§ Work required
Up through the line that contains "offset: i as", retype the entries exactly, beginning at the very first line.

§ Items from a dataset
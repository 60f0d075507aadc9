//! Tests for the null sink

use super::*;
use bytes::Bytes;
use chrono::Utc;

fn batch(count: usize) -> Vec<JournalEntry> {
    (0..count)
        .map(|i| JournalEntry {
            offset: i as u64,
            payload: Bytes::from(format!("test message {}", i)),
            received_at: Utc::now(),
        })
        .collect()
}

#[test]
fn test_metrics_record_batch() {
    let metrics = NullSinkMetrics::default();

    metrics.record_batch(100, 5000);
    metrics.record_batch(200, 10000);

    let snapshot = metrics.snapshot();
    assert_eq!(snapshot.batches_received, 2);
    assert_eq!(snapshot.messages_received, 300);
    assert_eq!(snapshot.bytes_received, 15000);
}

#[tokio::test]
async fn test_null_sink_counts_batches() {
    let sink = NullSink::new();

    sink.write(&batch(10)).await.unwrap();
    sink.write(&batch(20)).await.unwrap();

    let snapshot = sink.metrics().snapshot();
    assert_eq!(snapshot.batches_received, 2);
    assert_eq!(snapshot.messages_received, 30);
    assert!(snapshot.bytes_received > 0);
}

#[tokio::test]
async fn test_null_sink_empty_batch() {
    let sink = NullSink::new();
    sink.write(&[]).await.unwrap();
    sink.flush().await.unwrap();

    assert_eq!(
        sink.metrics().snapshot(),
        MetricsSnapshot {
            batches_received: 1,
            messages_received: 0,
            bytes_received: 0,
        }
    );
}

§ Problem solution
repository 60f0d075507aadc9
//! Tests for the null sink

use super::*;
use bytes::Bytes;
use chrono::Utc;

fn batch(count: usize) -> Vec<JournalEntry> {
    (0..count)
        .map(|i| JournalEntry {
            offset: i as u64,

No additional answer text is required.